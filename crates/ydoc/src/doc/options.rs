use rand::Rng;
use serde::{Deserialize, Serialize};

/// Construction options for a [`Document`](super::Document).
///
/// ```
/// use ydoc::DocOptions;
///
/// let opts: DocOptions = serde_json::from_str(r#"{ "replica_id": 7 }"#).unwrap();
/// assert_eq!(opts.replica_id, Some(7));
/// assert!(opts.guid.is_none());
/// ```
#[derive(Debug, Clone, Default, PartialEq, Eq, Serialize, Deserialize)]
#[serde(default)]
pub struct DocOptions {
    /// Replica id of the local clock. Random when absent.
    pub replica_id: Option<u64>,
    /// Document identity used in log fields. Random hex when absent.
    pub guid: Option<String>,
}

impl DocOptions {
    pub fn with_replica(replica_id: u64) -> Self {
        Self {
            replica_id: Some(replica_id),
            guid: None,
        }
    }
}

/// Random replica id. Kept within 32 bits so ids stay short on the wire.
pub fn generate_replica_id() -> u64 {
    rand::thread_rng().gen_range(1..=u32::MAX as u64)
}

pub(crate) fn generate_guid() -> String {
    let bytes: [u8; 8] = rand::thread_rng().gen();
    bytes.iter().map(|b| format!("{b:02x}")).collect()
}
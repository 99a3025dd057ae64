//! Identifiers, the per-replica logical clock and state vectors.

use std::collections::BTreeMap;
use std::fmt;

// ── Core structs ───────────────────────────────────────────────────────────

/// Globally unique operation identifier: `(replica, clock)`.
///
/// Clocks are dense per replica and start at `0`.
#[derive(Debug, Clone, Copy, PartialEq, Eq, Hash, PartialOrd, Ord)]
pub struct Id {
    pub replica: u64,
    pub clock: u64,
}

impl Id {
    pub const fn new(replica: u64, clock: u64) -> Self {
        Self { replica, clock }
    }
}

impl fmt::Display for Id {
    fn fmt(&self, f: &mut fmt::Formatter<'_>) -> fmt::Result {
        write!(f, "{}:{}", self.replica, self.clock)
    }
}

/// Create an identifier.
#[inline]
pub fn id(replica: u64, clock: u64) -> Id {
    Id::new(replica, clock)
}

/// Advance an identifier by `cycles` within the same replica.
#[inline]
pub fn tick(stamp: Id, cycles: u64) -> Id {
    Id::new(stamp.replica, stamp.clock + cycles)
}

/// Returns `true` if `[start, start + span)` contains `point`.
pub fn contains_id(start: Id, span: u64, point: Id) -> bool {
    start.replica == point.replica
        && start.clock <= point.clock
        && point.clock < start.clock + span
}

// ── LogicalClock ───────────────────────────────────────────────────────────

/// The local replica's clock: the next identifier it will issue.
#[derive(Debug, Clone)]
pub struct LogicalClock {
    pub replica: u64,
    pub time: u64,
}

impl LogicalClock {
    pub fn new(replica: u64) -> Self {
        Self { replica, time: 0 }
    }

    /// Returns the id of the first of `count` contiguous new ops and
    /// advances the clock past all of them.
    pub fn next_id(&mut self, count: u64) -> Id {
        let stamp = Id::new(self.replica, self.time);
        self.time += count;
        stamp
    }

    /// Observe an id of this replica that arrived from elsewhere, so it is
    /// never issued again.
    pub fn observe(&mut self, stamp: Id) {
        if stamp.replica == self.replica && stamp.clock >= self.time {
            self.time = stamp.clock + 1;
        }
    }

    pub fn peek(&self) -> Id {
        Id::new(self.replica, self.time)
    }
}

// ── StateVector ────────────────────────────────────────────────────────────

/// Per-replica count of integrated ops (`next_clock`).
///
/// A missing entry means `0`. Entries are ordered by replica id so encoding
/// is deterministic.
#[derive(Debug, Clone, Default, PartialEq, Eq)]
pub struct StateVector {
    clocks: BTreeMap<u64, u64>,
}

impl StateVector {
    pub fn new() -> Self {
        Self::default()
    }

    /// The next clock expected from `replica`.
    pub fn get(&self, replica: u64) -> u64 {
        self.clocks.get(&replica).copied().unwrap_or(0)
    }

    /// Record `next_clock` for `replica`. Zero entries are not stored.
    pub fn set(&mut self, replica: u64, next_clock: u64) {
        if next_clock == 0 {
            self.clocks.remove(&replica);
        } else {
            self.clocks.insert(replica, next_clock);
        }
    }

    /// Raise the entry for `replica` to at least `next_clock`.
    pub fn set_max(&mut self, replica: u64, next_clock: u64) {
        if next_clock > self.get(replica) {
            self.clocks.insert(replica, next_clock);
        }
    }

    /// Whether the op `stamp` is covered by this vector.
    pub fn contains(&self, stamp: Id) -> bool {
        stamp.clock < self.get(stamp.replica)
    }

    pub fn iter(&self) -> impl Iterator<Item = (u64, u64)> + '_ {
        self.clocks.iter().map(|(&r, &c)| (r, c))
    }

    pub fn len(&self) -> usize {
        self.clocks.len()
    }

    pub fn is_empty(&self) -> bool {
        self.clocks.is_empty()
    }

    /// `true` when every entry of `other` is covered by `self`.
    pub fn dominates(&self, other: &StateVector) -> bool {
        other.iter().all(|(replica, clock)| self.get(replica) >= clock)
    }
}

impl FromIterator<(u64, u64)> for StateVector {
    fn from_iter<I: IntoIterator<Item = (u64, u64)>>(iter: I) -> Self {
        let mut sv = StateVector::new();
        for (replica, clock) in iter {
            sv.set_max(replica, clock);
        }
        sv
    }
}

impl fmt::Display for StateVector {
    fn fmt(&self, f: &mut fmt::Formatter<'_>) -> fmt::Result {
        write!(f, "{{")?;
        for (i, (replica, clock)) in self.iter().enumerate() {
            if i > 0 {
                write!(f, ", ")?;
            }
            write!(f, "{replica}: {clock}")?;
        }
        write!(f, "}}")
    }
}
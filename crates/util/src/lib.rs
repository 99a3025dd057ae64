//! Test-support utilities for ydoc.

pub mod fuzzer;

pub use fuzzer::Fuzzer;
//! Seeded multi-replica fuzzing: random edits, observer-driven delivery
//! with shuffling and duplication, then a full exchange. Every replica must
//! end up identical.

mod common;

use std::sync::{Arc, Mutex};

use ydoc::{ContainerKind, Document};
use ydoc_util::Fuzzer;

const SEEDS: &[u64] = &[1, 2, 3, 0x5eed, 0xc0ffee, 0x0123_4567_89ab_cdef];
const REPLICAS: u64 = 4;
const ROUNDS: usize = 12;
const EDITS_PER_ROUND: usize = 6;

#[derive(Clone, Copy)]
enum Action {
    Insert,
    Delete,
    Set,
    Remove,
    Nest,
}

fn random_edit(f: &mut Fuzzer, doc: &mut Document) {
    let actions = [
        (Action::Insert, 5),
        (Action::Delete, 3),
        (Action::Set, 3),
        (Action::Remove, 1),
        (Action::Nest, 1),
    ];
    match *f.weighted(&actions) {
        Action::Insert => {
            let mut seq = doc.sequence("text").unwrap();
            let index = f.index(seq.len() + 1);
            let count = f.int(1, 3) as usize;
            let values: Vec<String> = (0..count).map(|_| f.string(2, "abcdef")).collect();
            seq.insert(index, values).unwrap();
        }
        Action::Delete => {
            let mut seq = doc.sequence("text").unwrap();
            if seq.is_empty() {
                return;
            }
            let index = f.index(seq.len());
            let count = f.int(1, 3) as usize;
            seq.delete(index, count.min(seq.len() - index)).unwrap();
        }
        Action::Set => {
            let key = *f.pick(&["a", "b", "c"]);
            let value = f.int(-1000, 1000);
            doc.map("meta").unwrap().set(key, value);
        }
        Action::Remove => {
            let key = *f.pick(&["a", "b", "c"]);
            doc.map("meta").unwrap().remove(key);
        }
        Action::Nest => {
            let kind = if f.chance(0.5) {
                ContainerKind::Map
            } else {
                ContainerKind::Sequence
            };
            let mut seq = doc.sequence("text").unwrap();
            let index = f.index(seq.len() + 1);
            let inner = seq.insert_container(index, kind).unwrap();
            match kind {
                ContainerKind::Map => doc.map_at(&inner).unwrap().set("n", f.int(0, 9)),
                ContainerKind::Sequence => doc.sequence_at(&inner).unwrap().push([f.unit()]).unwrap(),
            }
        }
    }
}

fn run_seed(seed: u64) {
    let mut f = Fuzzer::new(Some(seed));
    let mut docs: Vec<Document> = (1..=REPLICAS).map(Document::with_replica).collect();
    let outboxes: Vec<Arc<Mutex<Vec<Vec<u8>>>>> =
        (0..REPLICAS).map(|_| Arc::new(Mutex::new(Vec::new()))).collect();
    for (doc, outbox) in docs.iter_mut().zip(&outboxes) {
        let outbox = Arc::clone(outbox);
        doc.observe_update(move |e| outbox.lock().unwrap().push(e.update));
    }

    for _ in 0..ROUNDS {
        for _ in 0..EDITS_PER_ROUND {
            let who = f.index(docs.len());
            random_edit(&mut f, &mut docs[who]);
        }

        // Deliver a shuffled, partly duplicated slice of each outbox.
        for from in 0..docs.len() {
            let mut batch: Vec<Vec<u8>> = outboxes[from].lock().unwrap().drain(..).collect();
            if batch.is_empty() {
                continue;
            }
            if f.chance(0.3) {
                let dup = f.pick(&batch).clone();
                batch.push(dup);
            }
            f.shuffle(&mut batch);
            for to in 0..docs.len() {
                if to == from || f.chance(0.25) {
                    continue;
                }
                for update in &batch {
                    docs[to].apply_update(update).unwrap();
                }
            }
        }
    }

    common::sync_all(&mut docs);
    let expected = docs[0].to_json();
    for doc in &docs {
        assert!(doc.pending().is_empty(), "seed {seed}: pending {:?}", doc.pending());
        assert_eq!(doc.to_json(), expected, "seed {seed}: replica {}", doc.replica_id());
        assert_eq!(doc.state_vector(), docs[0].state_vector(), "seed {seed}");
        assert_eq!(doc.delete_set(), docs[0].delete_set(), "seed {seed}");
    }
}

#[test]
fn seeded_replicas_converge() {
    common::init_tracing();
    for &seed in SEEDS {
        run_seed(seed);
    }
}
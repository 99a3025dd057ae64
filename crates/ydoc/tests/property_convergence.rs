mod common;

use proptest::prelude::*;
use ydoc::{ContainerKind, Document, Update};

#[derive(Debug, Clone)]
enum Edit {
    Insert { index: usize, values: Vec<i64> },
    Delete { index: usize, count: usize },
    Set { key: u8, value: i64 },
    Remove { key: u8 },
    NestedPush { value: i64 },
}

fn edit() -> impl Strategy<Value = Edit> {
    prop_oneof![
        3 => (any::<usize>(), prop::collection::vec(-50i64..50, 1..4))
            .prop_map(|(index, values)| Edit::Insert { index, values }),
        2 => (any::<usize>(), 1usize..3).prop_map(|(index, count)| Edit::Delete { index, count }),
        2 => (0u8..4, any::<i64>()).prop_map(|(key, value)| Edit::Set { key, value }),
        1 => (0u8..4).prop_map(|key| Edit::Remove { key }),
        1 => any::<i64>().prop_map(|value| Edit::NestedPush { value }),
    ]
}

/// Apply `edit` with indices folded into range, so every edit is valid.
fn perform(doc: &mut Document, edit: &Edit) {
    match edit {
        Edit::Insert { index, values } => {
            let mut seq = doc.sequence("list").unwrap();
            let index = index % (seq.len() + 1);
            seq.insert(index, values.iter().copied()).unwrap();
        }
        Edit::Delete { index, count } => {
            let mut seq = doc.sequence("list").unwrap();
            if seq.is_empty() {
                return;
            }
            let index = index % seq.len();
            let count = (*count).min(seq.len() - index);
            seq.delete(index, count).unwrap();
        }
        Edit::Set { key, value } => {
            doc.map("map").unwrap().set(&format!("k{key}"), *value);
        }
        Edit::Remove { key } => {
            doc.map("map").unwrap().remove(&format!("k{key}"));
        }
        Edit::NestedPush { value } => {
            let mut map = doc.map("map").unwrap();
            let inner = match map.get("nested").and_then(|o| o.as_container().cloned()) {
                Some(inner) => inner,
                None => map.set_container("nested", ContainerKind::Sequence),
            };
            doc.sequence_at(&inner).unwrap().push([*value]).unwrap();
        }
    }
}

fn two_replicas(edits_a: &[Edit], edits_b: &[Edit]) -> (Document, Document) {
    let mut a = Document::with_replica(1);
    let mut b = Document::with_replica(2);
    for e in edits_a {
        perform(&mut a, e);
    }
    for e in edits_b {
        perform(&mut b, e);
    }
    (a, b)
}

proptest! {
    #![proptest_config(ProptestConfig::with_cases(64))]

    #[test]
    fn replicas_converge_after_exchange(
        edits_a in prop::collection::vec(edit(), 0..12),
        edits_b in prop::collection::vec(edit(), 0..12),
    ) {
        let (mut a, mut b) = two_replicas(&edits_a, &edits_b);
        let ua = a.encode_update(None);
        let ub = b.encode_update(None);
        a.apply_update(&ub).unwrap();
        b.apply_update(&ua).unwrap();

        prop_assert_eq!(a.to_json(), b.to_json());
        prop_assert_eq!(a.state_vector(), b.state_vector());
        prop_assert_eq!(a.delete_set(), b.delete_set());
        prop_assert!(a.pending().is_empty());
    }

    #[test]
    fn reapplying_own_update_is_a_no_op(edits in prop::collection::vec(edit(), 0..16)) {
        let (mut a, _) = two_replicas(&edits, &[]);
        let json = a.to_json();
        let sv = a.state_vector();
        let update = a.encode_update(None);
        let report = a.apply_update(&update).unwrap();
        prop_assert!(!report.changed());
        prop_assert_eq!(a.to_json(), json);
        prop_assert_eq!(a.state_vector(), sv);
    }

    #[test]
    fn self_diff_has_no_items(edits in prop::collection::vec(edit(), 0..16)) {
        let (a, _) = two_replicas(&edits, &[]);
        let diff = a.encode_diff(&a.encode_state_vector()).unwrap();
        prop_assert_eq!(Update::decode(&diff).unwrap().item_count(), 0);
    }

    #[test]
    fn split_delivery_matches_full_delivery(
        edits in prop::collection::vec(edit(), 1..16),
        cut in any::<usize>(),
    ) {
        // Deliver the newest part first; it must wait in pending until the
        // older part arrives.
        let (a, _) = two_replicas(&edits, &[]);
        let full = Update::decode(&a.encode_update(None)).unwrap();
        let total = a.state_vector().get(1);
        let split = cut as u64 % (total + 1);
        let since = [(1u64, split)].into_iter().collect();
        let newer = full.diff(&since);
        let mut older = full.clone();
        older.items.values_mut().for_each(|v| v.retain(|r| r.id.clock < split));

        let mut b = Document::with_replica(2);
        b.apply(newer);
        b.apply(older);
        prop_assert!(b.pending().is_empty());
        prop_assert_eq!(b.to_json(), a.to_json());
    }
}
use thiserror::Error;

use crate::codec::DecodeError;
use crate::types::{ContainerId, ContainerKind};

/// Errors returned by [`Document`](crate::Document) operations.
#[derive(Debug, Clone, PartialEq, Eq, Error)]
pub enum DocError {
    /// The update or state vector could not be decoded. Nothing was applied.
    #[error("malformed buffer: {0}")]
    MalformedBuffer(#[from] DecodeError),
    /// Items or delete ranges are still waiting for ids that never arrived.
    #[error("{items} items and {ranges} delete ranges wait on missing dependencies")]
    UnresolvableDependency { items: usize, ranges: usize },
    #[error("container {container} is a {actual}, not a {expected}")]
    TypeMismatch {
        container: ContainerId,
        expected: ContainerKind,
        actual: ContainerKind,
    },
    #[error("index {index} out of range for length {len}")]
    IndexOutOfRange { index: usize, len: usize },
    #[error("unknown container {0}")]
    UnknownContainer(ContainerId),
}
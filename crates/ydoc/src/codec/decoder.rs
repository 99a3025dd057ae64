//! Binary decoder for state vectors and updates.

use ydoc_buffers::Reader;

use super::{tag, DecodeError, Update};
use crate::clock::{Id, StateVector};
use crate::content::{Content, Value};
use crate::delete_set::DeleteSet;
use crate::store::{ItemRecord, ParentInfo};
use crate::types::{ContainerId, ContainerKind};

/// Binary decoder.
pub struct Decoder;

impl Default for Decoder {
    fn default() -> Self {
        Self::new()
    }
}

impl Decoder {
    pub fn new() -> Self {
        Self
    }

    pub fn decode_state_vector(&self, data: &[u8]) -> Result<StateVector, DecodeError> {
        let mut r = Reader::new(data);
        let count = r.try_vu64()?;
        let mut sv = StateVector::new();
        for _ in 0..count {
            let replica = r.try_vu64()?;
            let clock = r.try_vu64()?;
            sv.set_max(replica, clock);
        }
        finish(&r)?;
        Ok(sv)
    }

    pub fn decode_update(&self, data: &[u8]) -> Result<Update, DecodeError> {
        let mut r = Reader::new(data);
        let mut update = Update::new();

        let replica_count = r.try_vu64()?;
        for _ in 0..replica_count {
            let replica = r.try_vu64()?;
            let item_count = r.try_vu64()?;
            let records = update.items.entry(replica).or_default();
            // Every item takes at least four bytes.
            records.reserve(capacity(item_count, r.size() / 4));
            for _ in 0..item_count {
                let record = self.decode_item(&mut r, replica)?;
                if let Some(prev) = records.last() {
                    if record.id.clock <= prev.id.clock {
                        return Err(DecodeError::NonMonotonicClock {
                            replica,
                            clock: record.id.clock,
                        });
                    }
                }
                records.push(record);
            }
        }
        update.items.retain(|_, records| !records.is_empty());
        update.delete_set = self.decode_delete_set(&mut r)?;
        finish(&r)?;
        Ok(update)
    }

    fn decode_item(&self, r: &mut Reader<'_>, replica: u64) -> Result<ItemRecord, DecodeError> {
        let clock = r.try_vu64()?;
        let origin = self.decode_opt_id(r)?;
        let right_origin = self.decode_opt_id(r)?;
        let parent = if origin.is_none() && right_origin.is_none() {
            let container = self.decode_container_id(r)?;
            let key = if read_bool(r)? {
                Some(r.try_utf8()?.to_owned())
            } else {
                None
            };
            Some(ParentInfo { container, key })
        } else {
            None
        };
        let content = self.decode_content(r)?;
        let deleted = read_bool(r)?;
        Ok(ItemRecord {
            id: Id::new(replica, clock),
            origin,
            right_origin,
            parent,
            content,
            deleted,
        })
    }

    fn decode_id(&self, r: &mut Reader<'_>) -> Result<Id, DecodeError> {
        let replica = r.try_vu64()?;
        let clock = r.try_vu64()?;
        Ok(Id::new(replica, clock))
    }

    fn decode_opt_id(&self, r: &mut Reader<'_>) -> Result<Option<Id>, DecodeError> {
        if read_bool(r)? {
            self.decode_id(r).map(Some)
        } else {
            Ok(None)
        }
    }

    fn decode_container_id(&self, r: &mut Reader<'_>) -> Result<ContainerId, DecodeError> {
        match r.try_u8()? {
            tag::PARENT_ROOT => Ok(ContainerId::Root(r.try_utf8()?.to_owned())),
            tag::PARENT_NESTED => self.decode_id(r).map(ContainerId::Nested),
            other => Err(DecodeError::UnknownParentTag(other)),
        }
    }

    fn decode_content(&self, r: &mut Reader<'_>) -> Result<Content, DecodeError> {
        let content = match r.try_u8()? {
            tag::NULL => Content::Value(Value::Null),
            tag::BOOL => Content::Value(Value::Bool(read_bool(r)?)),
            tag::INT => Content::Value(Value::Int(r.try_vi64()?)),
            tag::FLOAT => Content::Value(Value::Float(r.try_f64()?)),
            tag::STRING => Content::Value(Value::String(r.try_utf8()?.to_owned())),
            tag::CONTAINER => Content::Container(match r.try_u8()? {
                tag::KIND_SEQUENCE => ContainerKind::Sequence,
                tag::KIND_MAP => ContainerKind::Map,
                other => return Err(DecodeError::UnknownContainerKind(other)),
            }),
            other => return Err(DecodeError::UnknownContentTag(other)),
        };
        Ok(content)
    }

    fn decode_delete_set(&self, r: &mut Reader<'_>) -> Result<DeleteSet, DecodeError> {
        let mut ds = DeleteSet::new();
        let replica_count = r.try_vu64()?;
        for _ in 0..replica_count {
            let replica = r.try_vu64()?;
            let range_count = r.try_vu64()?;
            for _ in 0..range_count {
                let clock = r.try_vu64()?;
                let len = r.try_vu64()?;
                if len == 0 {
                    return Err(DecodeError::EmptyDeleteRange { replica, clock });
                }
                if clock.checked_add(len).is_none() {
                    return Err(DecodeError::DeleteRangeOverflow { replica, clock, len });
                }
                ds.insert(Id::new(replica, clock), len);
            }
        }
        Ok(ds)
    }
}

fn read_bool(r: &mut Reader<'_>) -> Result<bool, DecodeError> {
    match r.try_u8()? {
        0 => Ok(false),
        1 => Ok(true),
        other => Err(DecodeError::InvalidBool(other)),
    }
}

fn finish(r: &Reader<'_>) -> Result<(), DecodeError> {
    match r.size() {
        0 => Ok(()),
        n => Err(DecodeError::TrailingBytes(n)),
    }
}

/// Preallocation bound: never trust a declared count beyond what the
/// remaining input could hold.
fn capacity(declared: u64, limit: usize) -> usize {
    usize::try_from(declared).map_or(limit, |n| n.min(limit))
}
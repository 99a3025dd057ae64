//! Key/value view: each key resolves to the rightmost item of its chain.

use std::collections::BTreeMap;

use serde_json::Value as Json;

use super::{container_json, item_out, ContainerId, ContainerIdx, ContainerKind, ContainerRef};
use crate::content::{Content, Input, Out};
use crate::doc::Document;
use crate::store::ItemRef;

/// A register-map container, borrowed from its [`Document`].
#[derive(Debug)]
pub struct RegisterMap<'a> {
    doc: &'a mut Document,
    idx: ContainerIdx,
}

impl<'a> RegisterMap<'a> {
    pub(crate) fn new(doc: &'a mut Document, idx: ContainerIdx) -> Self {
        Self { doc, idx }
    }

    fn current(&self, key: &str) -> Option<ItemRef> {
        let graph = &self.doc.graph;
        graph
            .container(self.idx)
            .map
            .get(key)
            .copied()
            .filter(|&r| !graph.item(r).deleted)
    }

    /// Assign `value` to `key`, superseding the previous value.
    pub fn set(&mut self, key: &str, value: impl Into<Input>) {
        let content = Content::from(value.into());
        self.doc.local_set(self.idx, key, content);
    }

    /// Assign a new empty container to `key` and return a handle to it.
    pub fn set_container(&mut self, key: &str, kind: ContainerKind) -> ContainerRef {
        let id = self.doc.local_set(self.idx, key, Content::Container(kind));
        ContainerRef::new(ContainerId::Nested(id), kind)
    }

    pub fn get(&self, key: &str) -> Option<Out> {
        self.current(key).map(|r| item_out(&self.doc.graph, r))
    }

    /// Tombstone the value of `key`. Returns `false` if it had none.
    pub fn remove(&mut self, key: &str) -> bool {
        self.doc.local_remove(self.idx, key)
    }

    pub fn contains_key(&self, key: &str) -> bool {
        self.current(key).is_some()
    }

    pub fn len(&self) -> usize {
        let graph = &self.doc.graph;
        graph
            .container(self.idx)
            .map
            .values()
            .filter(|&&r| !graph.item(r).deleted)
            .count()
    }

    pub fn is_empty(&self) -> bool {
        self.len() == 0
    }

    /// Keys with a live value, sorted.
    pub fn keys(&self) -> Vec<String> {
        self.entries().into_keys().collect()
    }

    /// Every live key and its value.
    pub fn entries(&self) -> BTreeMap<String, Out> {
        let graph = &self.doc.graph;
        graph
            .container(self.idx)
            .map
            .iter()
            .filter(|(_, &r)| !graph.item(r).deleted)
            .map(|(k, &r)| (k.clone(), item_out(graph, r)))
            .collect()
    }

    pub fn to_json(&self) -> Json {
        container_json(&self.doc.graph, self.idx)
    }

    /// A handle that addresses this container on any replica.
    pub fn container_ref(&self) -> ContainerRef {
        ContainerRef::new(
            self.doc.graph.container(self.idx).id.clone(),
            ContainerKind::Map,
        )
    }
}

● **YOUR ASSIGNMENT**: Quote, with nothing altered, all lines from the start of the entries to the line that carries "let bytes: [u8;", inclusive.

● **ANSWER**:
filename crates/ydoc/src/doc/options.rs
use rand::Rng;
use serde::{Deserialize, Serialize};

/// Construction options for a [`Document`](super::Document).
///
/// ```
/// use ydoc::DocOptions;
///
/// let opts: DocOptions = serde_json::from_str(r#"{ "replica_id": 7 }"#).unwrap();
/// assert_eq!(opts.replica_id, Some(7));
/// assert!(opts.guid.is_none());
/// ```
#[derive(Debug, Clone, Default, PartialEq, Eq, Serialize, Deserialize)]
#[serde(default)]
pub struct DocOptions {
    /// Replica id of the local clock. Random when absent.
    pub replica_id: Option<u64>,
    /// Document identity used in log fields. Random hex when absent.
    pub guid: Option<String>,
}

impl DocOptions {
    pub fn with_replica(replica_id: u64) -> Self {
        Self {
            replica_id: Some(replica_id),
            guid: None,
        }
    }
}

/// Random replica id. Kept within 32 bits so ids stay short on the wire.
pub fn generate_replica_id() -> u64 {
    rand::thread_rng().gen_range(1..=u32::MAX as u64)
}

pub(crate) fn generate_guid() -> String {
    let bytes: [u8; 8] = rand::thread_rng().gen();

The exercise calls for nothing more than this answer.